WHAT TO WORK ON — The answer must consist of each line below that contains the string "take".

THE DATA —

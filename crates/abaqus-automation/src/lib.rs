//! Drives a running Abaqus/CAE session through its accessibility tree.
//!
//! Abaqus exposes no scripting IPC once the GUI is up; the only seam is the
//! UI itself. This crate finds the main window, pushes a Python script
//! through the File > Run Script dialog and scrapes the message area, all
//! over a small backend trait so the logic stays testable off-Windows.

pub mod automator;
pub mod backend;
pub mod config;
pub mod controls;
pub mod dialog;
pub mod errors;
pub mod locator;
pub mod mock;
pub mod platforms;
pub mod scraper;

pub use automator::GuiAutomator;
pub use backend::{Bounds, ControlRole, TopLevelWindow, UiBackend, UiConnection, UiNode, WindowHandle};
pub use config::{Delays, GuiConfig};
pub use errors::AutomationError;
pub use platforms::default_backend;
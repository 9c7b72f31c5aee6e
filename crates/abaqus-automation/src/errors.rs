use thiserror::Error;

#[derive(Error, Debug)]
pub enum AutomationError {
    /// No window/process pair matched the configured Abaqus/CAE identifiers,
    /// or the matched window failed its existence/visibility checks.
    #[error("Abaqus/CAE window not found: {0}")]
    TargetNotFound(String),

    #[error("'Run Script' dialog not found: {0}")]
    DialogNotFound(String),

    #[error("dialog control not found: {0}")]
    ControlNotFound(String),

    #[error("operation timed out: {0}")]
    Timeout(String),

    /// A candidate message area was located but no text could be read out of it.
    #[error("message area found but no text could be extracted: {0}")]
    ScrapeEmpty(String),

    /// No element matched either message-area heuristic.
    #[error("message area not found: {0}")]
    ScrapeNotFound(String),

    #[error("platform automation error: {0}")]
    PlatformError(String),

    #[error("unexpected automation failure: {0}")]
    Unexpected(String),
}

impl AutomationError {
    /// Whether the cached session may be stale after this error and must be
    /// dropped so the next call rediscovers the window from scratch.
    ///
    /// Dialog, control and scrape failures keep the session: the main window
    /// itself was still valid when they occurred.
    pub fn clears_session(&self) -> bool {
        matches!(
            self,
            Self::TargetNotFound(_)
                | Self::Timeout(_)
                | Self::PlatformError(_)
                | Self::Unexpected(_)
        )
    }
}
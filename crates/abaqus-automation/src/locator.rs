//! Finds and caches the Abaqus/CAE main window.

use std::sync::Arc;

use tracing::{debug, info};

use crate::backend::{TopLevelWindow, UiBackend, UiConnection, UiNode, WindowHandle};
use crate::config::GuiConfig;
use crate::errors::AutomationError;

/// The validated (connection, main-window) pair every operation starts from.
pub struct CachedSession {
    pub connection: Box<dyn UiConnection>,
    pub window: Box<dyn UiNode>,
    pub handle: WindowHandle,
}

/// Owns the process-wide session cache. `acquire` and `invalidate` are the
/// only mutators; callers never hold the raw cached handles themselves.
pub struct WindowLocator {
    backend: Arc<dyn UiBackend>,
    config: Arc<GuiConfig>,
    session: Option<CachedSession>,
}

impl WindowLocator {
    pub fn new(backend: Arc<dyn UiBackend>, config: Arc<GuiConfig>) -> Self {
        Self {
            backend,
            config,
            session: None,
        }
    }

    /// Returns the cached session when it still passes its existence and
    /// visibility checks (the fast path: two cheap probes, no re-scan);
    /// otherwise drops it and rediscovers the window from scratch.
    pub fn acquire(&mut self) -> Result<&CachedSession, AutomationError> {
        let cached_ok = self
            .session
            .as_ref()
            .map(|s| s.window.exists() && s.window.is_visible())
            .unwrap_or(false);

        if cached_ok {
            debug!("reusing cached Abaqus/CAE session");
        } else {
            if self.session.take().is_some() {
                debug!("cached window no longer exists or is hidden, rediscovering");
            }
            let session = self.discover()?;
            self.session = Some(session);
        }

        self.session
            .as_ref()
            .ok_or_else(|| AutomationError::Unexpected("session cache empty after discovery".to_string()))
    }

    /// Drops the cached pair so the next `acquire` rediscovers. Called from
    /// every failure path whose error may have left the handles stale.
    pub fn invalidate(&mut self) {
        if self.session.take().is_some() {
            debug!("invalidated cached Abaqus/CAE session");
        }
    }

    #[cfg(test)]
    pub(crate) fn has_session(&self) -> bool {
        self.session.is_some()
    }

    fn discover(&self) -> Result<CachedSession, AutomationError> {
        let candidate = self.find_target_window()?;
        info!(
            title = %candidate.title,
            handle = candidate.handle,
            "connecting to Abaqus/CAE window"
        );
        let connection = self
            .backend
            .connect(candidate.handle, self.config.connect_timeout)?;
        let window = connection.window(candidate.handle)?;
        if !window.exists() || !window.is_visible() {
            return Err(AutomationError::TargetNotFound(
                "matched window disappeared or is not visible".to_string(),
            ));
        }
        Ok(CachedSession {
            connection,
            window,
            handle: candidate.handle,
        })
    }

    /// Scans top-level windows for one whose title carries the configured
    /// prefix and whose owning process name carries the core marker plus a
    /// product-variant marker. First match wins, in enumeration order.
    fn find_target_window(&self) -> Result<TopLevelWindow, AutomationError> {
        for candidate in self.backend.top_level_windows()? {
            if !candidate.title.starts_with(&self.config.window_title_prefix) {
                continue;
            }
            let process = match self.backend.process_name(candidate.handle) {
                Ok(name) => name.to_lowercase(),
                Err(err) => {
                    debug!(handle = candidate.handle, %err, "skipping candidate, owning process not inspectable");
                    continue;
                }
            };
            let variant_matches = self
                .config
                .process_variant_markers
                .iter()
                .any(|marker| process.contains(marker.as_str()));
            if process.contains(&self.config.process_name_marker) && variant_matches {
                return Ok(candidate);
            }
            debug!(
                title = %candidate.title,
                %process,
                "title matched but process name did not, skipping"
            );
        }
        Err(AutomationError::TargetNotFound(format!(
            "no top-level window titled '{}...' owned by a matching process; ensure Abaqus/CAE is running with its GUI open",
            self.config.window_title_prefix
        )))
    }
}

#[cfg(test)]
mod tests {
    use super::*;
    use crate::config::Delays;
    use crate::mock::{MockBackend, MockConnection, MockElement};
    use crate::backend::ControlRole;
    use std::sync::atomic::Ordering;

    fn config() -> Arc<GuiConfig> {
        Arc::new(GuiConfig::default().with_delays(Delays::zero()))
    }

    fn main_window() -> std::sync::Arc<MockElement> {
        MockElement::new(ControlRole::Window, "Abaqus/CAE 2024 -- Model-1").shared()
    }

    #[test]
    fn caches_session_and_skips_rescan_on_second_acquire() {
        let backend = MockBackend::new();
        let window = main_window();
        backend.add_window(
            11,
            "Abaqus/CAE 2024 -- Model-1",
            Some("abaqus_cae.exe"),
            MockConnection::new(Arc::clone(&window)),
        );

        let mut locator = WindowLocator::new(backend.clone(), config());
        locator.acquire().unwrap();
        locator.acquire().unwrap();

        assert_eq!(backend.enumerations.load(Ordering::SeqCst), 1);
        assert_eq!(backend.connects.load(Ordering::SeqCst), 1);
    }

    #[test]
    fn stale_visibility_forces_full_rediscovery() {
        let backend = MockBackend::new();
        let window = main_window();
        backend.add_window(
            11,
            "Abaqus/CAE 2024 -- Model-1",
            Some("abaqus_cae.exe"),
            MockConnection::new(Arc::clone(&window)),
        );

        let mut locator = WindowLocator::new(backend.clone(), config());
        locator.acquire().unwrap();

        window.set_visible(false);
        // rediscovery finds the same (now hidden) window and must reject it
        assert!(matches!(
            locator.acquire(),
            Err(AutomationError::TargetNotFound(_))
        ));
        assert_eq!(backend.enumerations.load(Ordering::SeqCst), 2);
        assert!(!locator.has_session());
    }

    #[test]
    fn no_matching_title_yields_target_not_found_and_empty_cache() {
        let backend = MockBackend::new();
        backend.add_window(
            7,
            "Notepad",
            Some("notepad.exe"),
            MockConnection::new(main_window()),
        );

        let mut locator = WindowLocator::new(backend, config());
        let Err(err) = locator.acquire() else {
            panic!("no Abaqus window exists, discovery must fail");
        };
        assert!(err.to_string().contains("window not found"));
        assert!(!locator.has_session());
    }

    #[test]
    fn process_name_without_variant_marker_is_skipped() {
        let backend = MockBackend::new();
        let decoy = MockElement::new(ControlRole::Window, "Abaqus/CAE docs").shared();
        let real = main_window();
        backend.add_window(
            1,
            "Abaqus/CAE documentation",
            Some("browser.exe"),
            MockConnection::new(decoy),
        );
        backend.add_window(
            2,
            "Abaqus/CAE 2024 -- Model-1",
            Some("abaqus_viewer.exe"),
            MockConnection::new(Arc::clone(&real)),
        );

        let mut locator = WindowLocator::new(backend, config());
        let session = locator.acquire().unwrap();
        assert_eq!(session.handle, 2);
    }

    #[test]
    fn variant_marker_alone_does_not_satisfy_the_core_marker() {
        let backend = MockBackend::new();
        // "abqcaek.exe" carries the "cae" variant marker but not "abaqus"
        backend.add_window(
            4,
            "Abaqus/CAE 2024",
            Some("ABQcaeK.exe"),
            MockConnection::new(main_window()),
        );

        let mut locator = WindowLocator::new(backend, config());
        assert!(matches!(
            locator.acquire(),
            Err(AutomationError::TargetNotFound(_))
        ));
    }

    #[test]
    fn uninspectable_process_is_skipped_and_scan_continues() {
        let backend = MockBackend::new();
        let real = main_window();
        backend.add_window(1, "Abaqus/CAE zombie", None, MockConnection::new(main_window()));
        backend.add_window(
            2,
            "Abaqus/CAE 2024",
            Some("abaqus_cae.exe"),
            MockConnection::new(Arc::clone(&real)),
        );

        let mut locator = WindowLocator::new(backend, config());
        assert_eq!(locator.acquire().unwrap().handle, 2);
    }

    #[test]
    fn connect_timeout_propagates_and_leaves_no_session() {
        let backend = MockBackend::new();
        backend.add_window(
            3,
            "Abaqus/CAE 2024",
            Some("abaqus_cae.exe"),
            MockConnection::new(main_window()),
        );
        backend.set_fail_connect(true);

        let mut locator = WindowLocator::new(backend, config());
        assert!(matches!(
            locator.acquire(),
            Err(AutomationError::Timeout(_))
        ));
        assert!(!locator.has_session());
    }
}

TASK RESULT —
            if self.session.take().is_some() {
        if self.session.take().is_some() {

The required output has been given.